Los libros que no empezaron siendo libros: los que se han hecho a golpes de azar y han llegado a existir cuando su autor ya estaba muerto; los que lo acompañan a uno de manera intermitente a lo largo de los años, rara vez leídos completos, transmitiendo así mejor su condición fragmentaria, su melancolía de cosas póstumas en las que nuestra lectura tiene algo de intromisión. Mi preferido tal vez entre ellos, las Cartas a Milena, de Kafka, en la traducción de J.R. Wilcock, que está en Alianza, y que probablemente se publicó antes en Buenos Aires. Kafka murió en 1924 siendo un desconocido. Milena Jesenska guardó sus cartas hasta 1939, cuando supo que los nazis ocupantes de Praga la detendrían pronto, y quiso salvarlas, algo tan secreto y tan frágil que probablemente se perdería sin rastro en el apocalipsis de Europa. Milena, una mujer valerosa que se jugó la vida ayudando a resistentes y a fugitivos judíos, que murió en mayo de 1944 en el campo de Ravensbrück, las entregó a un amigo, Willy Haas, que también tuvo que esconderse, pero que a diferencia de ella sobrevivió a la guerra.
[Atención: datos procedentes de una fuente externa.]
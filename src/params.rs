//! Key-derived shape parameters for the cipher pipeline.
//!
//! The first 8 bytes of the key, read big-endian, form the 64-bit seed
//! that is the sole root of randomness in the system. A generator seeded
//! with it yields the three scalars that govern pipeline structure: block
//! size, stage count and rotation step. The draw order is fixed and the
//! generator instance keeps serving the operation factory afterwards, so
//! encryption and decryption reproduce the exact same stream positions.

use crate::error::StrataCryptError;
use crate::random::mersenne_twister::MersenneTwister64;

/// Minimum key length in bytes; the seed consumes exactly this many.
pub(crate) const MIN_KEY_BYTES: usize = 8;

/// The three key-derived scalars governing pipeline structure.
///
/// Computed once per encrypt or decrypt call and never mutated.
#[derive(Debug, Clone, Copy, PartialEq, Eq)]
pub(crate) struct ShapeParams {
    /// Block width in bytes; always even, one of {2, 4, 6, 8}.
    pub(crate) block_size: usize,
    /// Number of pipeline stages, in [1, 10].
    pub(crate) operation_count: usize,
    /// Bit distance for rotate stages, in [1, 15].
    pub(crate) rotation_step: u32,
}

/// Derives the 64-bit seed from the key's first 8 UTF-8 bytes (big-endian).
///
/// Bytes beyond the first 8 do not influence the seed.
///
/// # Parameters
/// - `key`: The key string; its UTF-8 encoding must span at least 8 bytes.
///
/// # Errors
/// Returns [`StrataCryptError::KeyTooShort`] if the key encodes to fewer
/// than 8 bytes. This check runs before any transform.
pub(crate) fn derive_seed(key: &str) -> Result<u64, StrataCryptError> {
    let bytes = key.as_bytes();
    if bytes.len() < MIN_KEY_BYTES {
        return Err(StrataCryptError::KeyTooShort);
    }
    let mut seed: u64 = 0;
    for &byte in &bytes[..MIN_KEY_BYTES] {
        seed = (seed << 8) | byte as u64;
    }
    Ok(seed)
}

/// Draws the shape parameters from the shared generator.
///
/// Exactly three draws in this fixed order: block-size unit, operation
/// count, rotation step. The order is part of the cipher's definition —
/// reordering the draws changes every derived pipeline and breaks key
/// compatibility. The generator is not reseeded in between and continues
/// to serve the operation factory from its post-draw position.
///
/// # Parameters
/// - `engine`: The shared bit-stream generator, freshly seeded with the
///   key seed.
pub(crate) fn draw_shape(engine: &mut MersenneTwister64) -> ShapeParams {
    let unit = engine.next_bounded(4) + 1; // 1..=4
    let operation_count = engine.next_bounded(10) + 1; // 1..=10
    let rotation_step = engine.next_bounded(15) + 1; // 1..=15
    ShapeParams {
        block_size: (2 * unit) as usize,
        operation_count: operation_count as usize,
        rotation_step: rotation_step as u32,
    }
}

#[cfg(test)]
mod tests {
    use super::*;

    #[test]
    fn test_derive_seed_big_endian() {
        let seed = derive_seed("testkey1").unwrap();
        assert_eq!(seed, 0x7465_7374_6B65_7931);
    }

    #[test]
    fn test_derive_seed_exactly_eight_bytes() {
        assert!(derive_seed("12345678").is_ok());
    }

    #[test]
    fn test_derive_seed_short_key_rejected() {
        assert_eq!(derive_seed("1234567"), Err(StrataCryptError::KeyTooShort));
        assert_eq!(derive_seed(""), Err(StrataCryptError::KeyTooShort));
    }

    #[test]
    fn test_derive_seed_ignores_tail_bytes() {
        let a = derive_seed("testkey1-alpha").unwrap();
        let b = derive_seed("testkey1-bravo").unwrap();
        assert_eq!(a, b);
    }

    #[test]
    fn test_derive_seed_multibyte_utf8_counts_bytes() {
        // Four 2-byte characters encode to 8 bytes.
        assert!(derive_seed("éééé").is_ok());
        assert!(derive_seed("ééé").is_err());
    }

    #[test]
    fn test_shape_params_in_range() {
        for seed in 0..200u64 {
            let mut engine = MersenneTwister64::with_seed(seed);
            let shape = draw_shape(&mut engine);
            assert!(
                matches!(shape.block_size, 2 | 4 | 6 | 8),
                "bad block_size {} for seed {}",
                shape.block_size,
                seed
            );
            assert!(
                (1..=10).contains(&shape.operation_count),
                "bad operation_count {} for seed {}",
                shape.operation_count,
                seed
            );
            assert!(
                (1..=15).contains(&shape.rotation_step),
                "bad rotation_step {} for seed {}",
                shape.rotation_step,
                seed
            );
        }
    }

    #[test]
    fn test_shape_deterministic() {
        let mut e1 = MersenneTwister64::with_seed(0x7465_7374_6B65_7931);
        let mut e2 = MersenneTwister64::with_seed(0x7465_7374_6B65_7931);
        assert_eq!(draw_shape(&mut e1), draw_shape(&mut e2));
    }

    #[test]
    fn test_shape_varies_across_seeds() {
        // Not every pair differs, but across a sample at least one must.
        let mut base_engine = MersenneTwister64::with_seed(0);
        let base = draw_shape(&mut base_engine);
        let differs = (1..100u64).any(|seed| {
            let mut engine = MersenneTwister64::with_seed(seed);
            draw_shape(&mut engine) != base
        });
        assert!(differs, "shape parameters never varied across 100 seeds");
    }
}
Conviene conocer la historia cuando se tiene el libro entre manos, porque como tantas cosas valiosas que damos por supuestas estuvo a punto de no existir. El ejemplar que tengo conmigo, el que he usado para la clase, es el mismo con el que trabajé mientras escribía Sefarad. Tiene los subrayados a lápiz de entonces. El libro se abre por sí solo en las páginas que más he frecuentado. Ésta, por ejemplo, que alguna vez copié a mano:
“Muchas veces tengo la impresión de que estuviéramos en una habitación con dos puertas opuestas, y cada uno tuviera aferrada la manija de una puerta, y apenas uno mueve los párpados ya está el otro detrás de su puerta, y ahota basta que el primero diga una sola palabra para que el otro cierre su puerta detrás de sí y desaparezca. Volverá a abrir la puerta, por supuesto, ya que tal vez es una habitación que no puede abandonarse. Si por lo menos el primero no se pareciera tan exactamente al segundo, si se quedara quieto, si por lo menos aparentara no mirar al segundo, si se dedicara a poner lentamente en orden el cuarto, como si fuera un cuarto como todos los demás; pero en cambio hace exactamente lo mismo que el otro junto a su puerta, y a veces se encuentran ambos cada uno detrás de su puerta, y la hermosa habitación queda vacía”.
No estoy leyendo un libro. Estoy espiando una carta de amor. Porque también dice Kafka: “Escribir cartas significa desnudarse ante los fantasmas que lo esperan ávidamente. Los besos por escrito no llegan a su destino, se los beben por el camino los fantasmas”.